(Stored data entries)
______
//! CMake adapter for the wrapped project.

use std::collections::BTreeMap;
use std::path::{Path, PathBuf};
use std::time::Duration;

use anyhow::{bail, Result};

use crate::builder::toolchain::ToolchainSpec;
use crate::util::cancel::CancelToken;
use crate::util::fs::{ensure_dir, glob_files};
use crate::util::process::{find_cmake, ProcessBuilder};

/// Everything needed to configure one target's build tree.
#[derive(Debug, Clone)]
pub struct ConfigureRequest {
    pub source_dir: PathBuf,
    pub build_dir: PathBuf,
    pub toolchain: ToolchainSpec,
    pub build_type: String,
    /// Merged option map, passed as `-DKEY=VALUE` in key order.
    pub options: BTreeMap<String, String>,
    pub find_root: Option<String>,
}

impl ConfigureRequest {
    /// Arguments for `cmake` configure, cross-compilation markers included.
    pub fn cmake_args(&self) -> Vec<String> {
        let tc = &self.toolchain;
        let mut args = vec![
            "-S".to_string(),
            self.source_dir.display().to_string(),
            "-B".to_string(),
            self.build_dir.display().to_string(),
            format!("-DCMAKE_BUILD_TYPE={}", self.build_type),
            "-DCMAKE_SYSTEM_NAME=Linux".to_string(),
            format!(
                "-DCMAKE_SYSTEM_PROCESSOR={}",
                tc.architecture.cmake_processor()
            ),
            format!("-DCMAKE_C_COMPILER={}", tc.cc.display()),
            format!("-DCMAKE_CXX_COMPILER={}", tc.cxx.display()),
            format!("-DCMAKE_C_FLAGS={}", tc.compile_flags.join(" ")),
            format!("-DCMAKE_CXX_FLAGS={}", tc.compile_flags.join(" ")),
            format!("-DCMAKE_EXE_LINKER_FLAGS={}", tc.link_flags.join(" ")),
            format!("-DCMAKE_STRIP={}", tc.strip.display()),
        ];

        if let Some(root) = &self.find_root {
            args.push(format!("-DCMAKE_FIND_ROOT_PATH={}", root));
        }

        // Host programs, target libraries and headers.
        args.push("-DCMAKE_FIND_ROOT_PATH_MODE_PROGRAM=NEVER".to_string());
        args.push("-DCMAKE_FIND_ROOT_PATH_MODE_LIBRARY=ONLY".to_string());
        args.push("-DCMAKE_FIND_ROOT_PATH_MODE_INCLUDE=ONLY".to_string());

        for (key, value) in &self.options {
            args.push(format!("-D{}={}", key, value));
        }

        args
    }
}

/// The wrapped project's build system.
pub trait BuildSystem: Send + Sync {
    fn configure(&self, request: &ConfigureRequest) -> Result<()>;

    /// Build one named target with at most `parallelism` jobs.
    fn build(&self, build_dir: &Path, target: &str, parallelism: usize) -> Result<()>;

    /// Produce a native package, returning its path if one was generated.
    fn package(&self, build_dir: &Path) -> Result<Option<PathBuf>>;
}

/// CMake-driven build system.
#[derive(Debug, Clone)]
pub struct CMakeProject {
    configure_timeout: Duration,
    build_timeout: Duration,
    package_timeout: Duration,
    cancel: CancelToken,
}

impl CMakeProject {
    pub fn new(
        configure_timeout: Duration,
        build_timeout: Duration,
        package_timeout: Duration,
        cancel: CancelToken,
    ) -> Self {
        CMakeProject {
            configure_timeout,
            build_timeout,
            package_timeout,
            cancel,
        }
    }

    fn cmake(&self) -> Result<ProcessBuilder> {
        let Some(cmake) = find_cmake() else {
            bail!(
                "CMake not found\n\
                 \n\
                 CMake is required to build the project.\n\
                 Install CMake and ensure it's in your PATH."
            );
        };
        Ok(ProcessBuilder::new(cmake).cancel_on(&self.cancel))
    }
}

impl BuildSystem for CMakeProject {
    fn configure(&self, request: &ConfigureRequest) -> Result<()> {
        ensure_dir(&request.build_dir)?;

        tracing::info!("Configuring {}", request.source_dir.display());

        self.cmake()?
            .args(request.cmake_args())
            .timeout(self.configure_timeout)
            .exec_and_check()?;
        Ok(())
    }

    fn build(&self, build_dir: &Path, target: &str, parallelism: usize) -> Result<()> {
        tracing::info!("Building `{}` with {} job(s)", target, parallelism);

        self.cmake()?
            .arg("--build")
            .arg(build_dir)
            .arg("--parallel")
            .arg(parallelism.to_string())
            .args(["--target", target])
            .timeout(self.build_timeout)
            .exec_and_check()?;
        Ok(())
    }

    fn package(&self, build_dir: &Path) -> Result<Option<PathBuf>> {
        self.cmake()?
            .arg("--build")
            .arg(build_dir)
            .args(["--target", "package"])
            .timeout(self.package_timeout)
            .exec_and_check()?;

        Ok(glob_files(build_dir, "*.deb")?.into_iter().next())
    }
}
______
- [YOUR GOAL]
Every line of the data above should be copied exactly.

- [ANSWER AREA]
//! CMake adapter for the wrapped project.

use std::collections::BTreeMap;
use std::path::{Path, PathBuf};
use std::time::Duration;

use anyhow::{bail, Result};

use crate::builder::toolchain::ToolchainSpec;
use crate::util::cancel::CancelToken;
use crate::util::fs::{ensure_dir, glob_files};
use crate::util::process::{find_cmake, ProcessBuilder};

/// Everything needed to configure one target's build tree.
#[derive(Debug, Clone)]
pub struct ConfigureRequest {
    pub source_dir: PathBuf,
    pub build_dir: PathBuf,
    pub toolchain: ToolchainSpec,
    pub build_type: String,
    /// Merged option map, passed as `-DKEY=VALUE` in key order.
    pub options: BTreeMap<String, String>,
    pub find_root: Option<String>,
}

impl ConfigureRequest {
    /// Arguments for `cmake` configure, cross-compilation markers included.
    pub fn cmake_args(&self) -> Vec<String> {
        let tc = &self.toolchain;
        let mut args = vec![
            "-S".to_string(),
            self.source_dir.display().to_string(),
            "-B".to_string(),
            self.build_dir.display().to_string(),
            format!("-DCMAKE_BUILD_TYPE={}", self.build_type),
            "-DCMAKE_SYSTEM_NAME=Linux".to_string(),
            format!(
                "-DCMAKE_SYSTEM_PROCESSOR={}",
                tc.architecture.cmake_processor()
            ),
            format!("-DCMAKE_C_COMPILER={}", tc.cc.display()),
            format!("-DCMAKE_CXX_COMPILER={}", tc.cxx.display()),
            format!("-DCMAKE_C_FLAGS={}", tc.compile_flags.join(" ")),
            format!("-DCMAKE_CXX_FLAGS={}", tc.compile_flags.join(" ")),
            format!("-DCMAKE_EXE_LINKER_FLAGS={}", tc.link_flags.join(" ")),
            format!("-DCMAKE_STRIP={}", tc.strip.display()),
        ];

        if let Some(root) = &self.find_root {
            args.push(format!("-DCMAKE_FIND_ROOT_PATH={}", root));
        }

        // Host programs, target libraries and headers.
        args.push("-DCMAKE_FIND_ROOT_PATH_MODE_PROGRAM=NEVER".to_string());
        args.push("-DCMAKE_FIND_ROOT_PATH_MODE_LIBRARY=ONLY".to_string());
        args.push("-DCMAKE_FIND_ROOT_PATH_MODE_INCLUDE=ONLY".to_string());

        for (key, value) in &self.options {
            args.push(format!("-D{}={}", key, value));
        }

        args
    }
}

/// The wrapped project's build system.
pub trait BuildSystem: Send + Sync {
    fn configure(&self, request: &ConfigureRequest) -> Result<()>;

    /// Build one named target with at most `parallelism` jobs.
    fn build(&self, build_dir: &Path, target: &str, parallelism: usize) -> Result<()>;

    /// Produce a native package, returning its path if one was generated.
    fn package(&self, build_dir: &Path) -> Result<Option<PathBuf>>;
}

/// CMake-driven build system.
#[derive(Debug, Clone)]
pub struct CMakeProject {
    configure_timeout: Duration,
    build_timeout: Duration,
    package_timeout: Duration,
    cancel: CancelToken,
}

impl CMakeProject {
    pub fn new(
        configure_timeout: Duration,
        build_timeout: Duration,
        package_timeout: Duration,
        cancel: CancelToken,
    ) -> Self {
        CMakeProject {
            configure_timeout,
            build_timeout,
            package_timeout,
            cancel,
        }
    }

    fn cmake(&self) -> Result<ProcessBuilder> {
        let Some(cmake) = find_cmake() else {
            bail!(
                "CMake not found\n\
                 \n\
                 CMake is required to build the project.\n\
                 Install CMake and ensure it's in your PATH."
            );
        };
        Ok(ProcessBuilder::new(cmake).cancel_on(&self.cancel))
    }
}

impl BuildSystem for CMakeProject {
    fn configure(&self, request: &ConfigureRequest) -> Result<()> {
        ensure_dir(&request.build_dir)?;

        tracing::info!("Configuring {}", request.source_dir.display());

        self.cmake()?
            .args(request.cmake_args())
            .timeout(self.configure_timeout)
            .exec_and_check()?;
        Ok(())
    }

    fn build(&self, build_dir: &Path, target: &str, parallelism: usize) -> Result<()> {
        tracing::info!("Building `{}` with {} job(s)", target, parallelism);

        self.cmake()?
            .arg("--build")
            .arg(build_dir)
            .arg("--parallel")
            .arg(parallelism.to_string())
            .args(["--target", target])
            .timeout(self.build_timeout)
            .exec_and_check()?;
        Ok(())
    }

    fn package(&self, build_dir: &Path) -> Result<Option<PathBuf>> {
        self.cmake()?
            .arg("--build")
            .arg(build_dir)
            .args(["--target", "package"])
            .timeout(self.package_timeout)
            .exec_and_check()?;

        Ok(glob_files(build_dir, "*.deb")?.into_iter().next())
    }
}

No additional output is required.